Supplied records Block Start

use axum::{
    extract::{Path, State},
    http::StatusCode,
    response::Json,
};
use std::sync::Arc;
use uuid::Uuid;

use crate::ai::service::AIServiceFactory;
use crate::config::Config;
use crate::error::AIError;
use crate::session::GameSessionManager;

use super::dto::{
    validate_square, ErrorResponse, GameResponse, MoveHistoryResponse, MoveResponse,
    PlayerMoveRequest, SessionListResponse, SessionSummary,
};
use super::service::GameService;

#[derive(Debug, Clone)]
pub struct AppState {
    pub service: Arc<GameService>,
}

impl AppState {
    pub fn new() -> Self {
        let session_manager = Arc::new(GameSessionManager::new(100));
        let service = Arc::new(GameService::new(session_manager));

        Self { service }
    }

    /// 統合設定からアプリケーション状態を構築する
    pub fn from_config(config: &Config) -> Result<Self, AIError> {
        let session_manager = Arc::new(GameSessionManager::with_timeout(
            config.session.max_sessions,
            config.session.session_timeout_minutes,
        ));
        let ai_service = AIServiceFactory::create_service(&config.ai_service)?;
        let service = Arc::new(GameService::new_with_ai_service(
            session_manager,
            ai_service.into(),
        ));

        Ok(Self { service })
    }

    pub fn new_with_service(service: Arc<GameService>) -> Self {
        Self { service }
    }
}

impl Default for AppState {
    fn default() -> Self {
        Self::new()
    }
}

pub async fn create_game(
    State(state): State<AppState>,
) -> Result<(StatusCode, Json<GameResponse>), (StatusCode, Json<ErrorResponse>)> {
    match state.service.create_game() {
        Ok(response) => Ok((StatusCode::CREATED, Json(response))),
        Err(err) => Err(err.into()),
    }
}

pub async fn get_game(
    State(state): State<AppState>,
    Path(game_id): Path<Uuid>,
) -> Result<Json<GameResponse>, (StatusCode, Json<ErrorResponse>)> {
    match state.service.get_game_state(game_id) {
        Ok(response) => Ok(Json(response)),
        Err(err) => Err(err.into()),
    }
}

pub async fn make_move(
    State(state): State<AppState>,
    Path(game_id): Path<Uuid>,
    Json(request): Json<PlayerMoveRequest>,
) -> Result<Json<MoveResponse>, (StatusCode, Json<ErrorResponse>)> {
    let square = match validate_square(request.index) {
        Ok(square) => square,
        Err(error_msg) => {
            let error = ErrorResponse::with_code("INVALID_SQUARE", error_msg, "INVALID_SQUARE");
            return Err((StatusCode::BAD_REQUEST, Json(error)));
        }
    };

    match state.service.make_player_move(game_id, square).await {
        Ok(response) => Ok(Json(response)),
        Err(err) => Err(err.into()),
    }
}

pub async fn reset_game(
    State(state): State<AppState>,
    Path(game_id): Path<Uuid>,
) -> Result<Json<GameResponse>, (StatusCode, Json<ErrorResponse>)> {
    match state.service.reset_game(game_id) {
        Ok(response) => Ok(Json(response)),
        Err(err) => Err(err.into()),
    }
}

pub async fn delete_game(
    State(state): State<AppState>,
    Path(game_id): Path<Uuid>,
) -> Result<StatusCode, (StatusCode, Json<ErrorResponse>)> {
    match state.service.delete_session(game_id) {
        Ok(_) => Ok(StatusCode::NO_CONTENT),
        Err(err) => Err(err.into()),
    }
}

pub async fn get_history(
    State(state): State<AppState>,
    Path(game_id): Path<Uuid>,
) -> Result<Json<MoveHistoryResponse>, (StatusCode, Json<ErrorResponse>)> {
    match state.service.get_move_history(game_id) {
        Ok(moves) => {
            let response = MoveHistoryResponse {
                game_id,
                total_moves: moves.len(),
                moves,
            };
            Ok(Json(response))
        }
        Err(err) => Err(err.into()),
    }
}

pub async fn get_sessions(State(state): State<AppState>) -> Json<SessionListResponse> {
    let sessions = state.service.list_sessions();
    let session_summaries: Vec<SessionSummary> =
        sessions.iter().map(SessionSummary::from_session).collect();

    let response = SessionListResponse {
        total_count: session_summaries.len(),
        sessions: session_summaries,
    };

    Json(response)
}

#[cfg(test)]
mod tests {
    use super::*;
    use crate::ai::service::{AIServiceConfig, AIServiceType};

    #[test]
    fn test_app_state_creation() {
        let state = AppState::new();
        assert_eq!(state.service.list_sessions().len(), 0);
    }

    #[test]
    fn test_app_state_from_config() {
        let mut config = Config::default();
        config.ai_service = AIServiceConfig {
            service_type: AIServiceType::Mock,
            ..Default::default()
        };

        let state = AppState::from_config(&config).unwrap();
        assert_eq!(
            state.service.get_ai_service().get_service_type(),
            AIServiceType::Mock
        );
    }
}
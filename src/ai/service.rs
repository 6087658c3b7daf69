//! AIサービスの抽象化層モジュール
//! 異なるAI実装（ローカル、モック）を統一したインターフェースで
//! 提供し、AIサービスの生成と管理を行う。

use async_trait::async_trait;
use chrono::{DateTime, Utc};
use serde::{Deserialize, Serialize};

use crate::error::AIError;
use crate::game::{GameState, Square};

/// AIの手の計算結果を表す構造体
/// 選択したマスと計算の統計情報を含む
#[derive(Debug, Clone, Serialize, Deserialize)]
pub struct AIMoveResult {
    /// AIが選択した手のマス
    pub square: Square,
    /// 思考時間（ミリ秒）
    pub thinking_time_ms: u64,
    /// 探索ルートでの評価値（実装によっては省略）
    pub evaluation_score: Option<i32>,
    /// 評価したノード数（実装によっては省略）
    pub nodes_evaluated: Option<u64>,
}

/// AIサービスの種類を表すenum
/// ローカル実装とテスト用モックを区別する
#[derive(Debug, Clone, Copy, PartialEq, Eq, Serialize, Deserialize)]
pub enum AIServiceType {
    /// ローカルAI実装
    Local,
    /// テスト用のモックAI
    Mock,
}

/// AIサービスの状態情報を表す構造体
/// サービスの健全性やパフォーマンスの監視に使用
#[derive(Debug, Clone, Serialize, Deserialize)]
pub struct AIServiceStatus {
    pub service_type: AIServiceType,
    pub name: String,
    pub available: bool,
    pub last_check: DateTime<Utc>,
    pub average_response_time_ms: Option<u64>,
}

/// AIサービスの統一インターフェース
/// 異なるAI実装を同じ方法で呼び出すためのtrait
#[async_trait]
pub trait AIService: Send + Sync {
    /// 指定したゲーム状態でAIの手を計算する
    /// Oの手番の進行中ゲームでのみ呼び出される
    async fn calculate_move(&self, game_state: &GameState) -> Result<AIMoveResult, AIError>;

    /// サービスが利用可能かチェックする
    async fn is_available(&self) -> bool;

    /// サービス名を返す
    fn get_name(&self) -> &'static str;

    /// サービスの種類を返す
    fn get_service_type(&self) -> AIServiceType;

    /// サービスの現在の状態を取得する
    /// デフォルト実装では基本情報のみ提供
    async fn get_status(&self) -> AIServiceStatus {
        AIServiceStatus {
            service_type: self.get_service_type(),
            name: self.get_name().to_string(),
            available: self.is_available().await,
            last_check: Utc::now(),
            average_response_time_ms: None,
        }
    }

    /// サービスの健全性チェックを実行し、レスポンス時間も測定する
    async fn health_check(&self) -> Result<AIServiceStatus, AIError> {
        let start_time = std::time::Instant::now();
        let available = self.is_available().await;
        let response_time = start_time.elapsed().as_millis() as u64;

        if available {
            Ok(AIServiceStatus {
                service_type: self.get_service_type(),
                name: self.get_name().to_string(),
                available: true,
                last_check: Utc::now(),
                average_response_time_ms: Some(response_time),
            })
        } else {
            Err(AIError::ServiceUnavailable {
                service_name: self.get_name().to_string(),
                reason: "Service health check failed".to_string(),
            })
        }
    }
}

/// AIサービスの設定を管理する構造体
/// サービスの種類とタイムアウトを設定
#[derive(Debug, Clone, Serialize, Deserialize)]
pub struct AIServiceConfig {
    pub service_type: AIServiceType,
    pub timeout_ms: u64,
}

impl Default for AIServiceConfig {
    fn default() -> Self {
        Self {
            service_type: AIServiceType::Local,
            timeout_ms: 5000,
        }
    }
}

/// AIサービスを生成するファクトリクラス
/// 設定に基づいて適切なAIサービス実装を選択して生成する
pub struct AIServiceFactory;

impl AIServiceFactory {
    /// 設定に基づいてAIサービスを生成する
    /// サービスタイプに応じて適切な実装を選択
    pub fn create_service(config: &AIServiceConfig) -> Result<Box<dyn AIService>, AIError> {
        match config.service_type {
            AIServiceType::Local => {
                use crate::ai::local_service::LocalAIService;
                Ok(Box::new(LocalAIService::new()))
            }
            AIServiceType::Mock => {
                use crate::ai::mock_service::{MockAIConfig, MockAIService};
                let mock_config = MockAIConfig::default();
                Ok(Box::new(MockAIService::new(mock_config)))
            }
        }
    }

    /// デフォルト設定のローカルAIサービスを生成する
    pub fn create_default_local() -> Result<Box<dyn AIService>, AIError> {
        use crate::ai::local_service::LocalAIService;
        Ok(Box::new(LocalAIService::new()))
    }

    /// 高速モードのローカルAIサービスを生成する
    /// 思考時間のシミュレーションを無効化して高速化
    pub fn create_fast_local() -> Result<Box<dyn AIService>, AIError> {
        use crate::ai::local_service::LocalAIService;
        Ok(Box::new(LocalAIService::new_fast()))
    }

    /// カスタム設定でモックAIサービスを生成する
    /// テスト時に特定の動作をシミュレートするために使用
    pub fn create_mock(
        config: Option<crate::ai::mock_service::MockAIConfig>,
    ) -> Result<Box<dyn AIService>, AIError> {
        use crate::ai::mock_service::MockAIService;
        let mock_config = config.unwrap_or_default();
        Ok(Box::new(MockAIService::new(mock_config)))
    }
}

Supplied records Block End

### Try it
Copy each line above holding "実装によっては省略".

### Solved problem
    /// 探索ルートでの評価値（実装によっては省略）
    /// 評価したノード数（実装によっては省略）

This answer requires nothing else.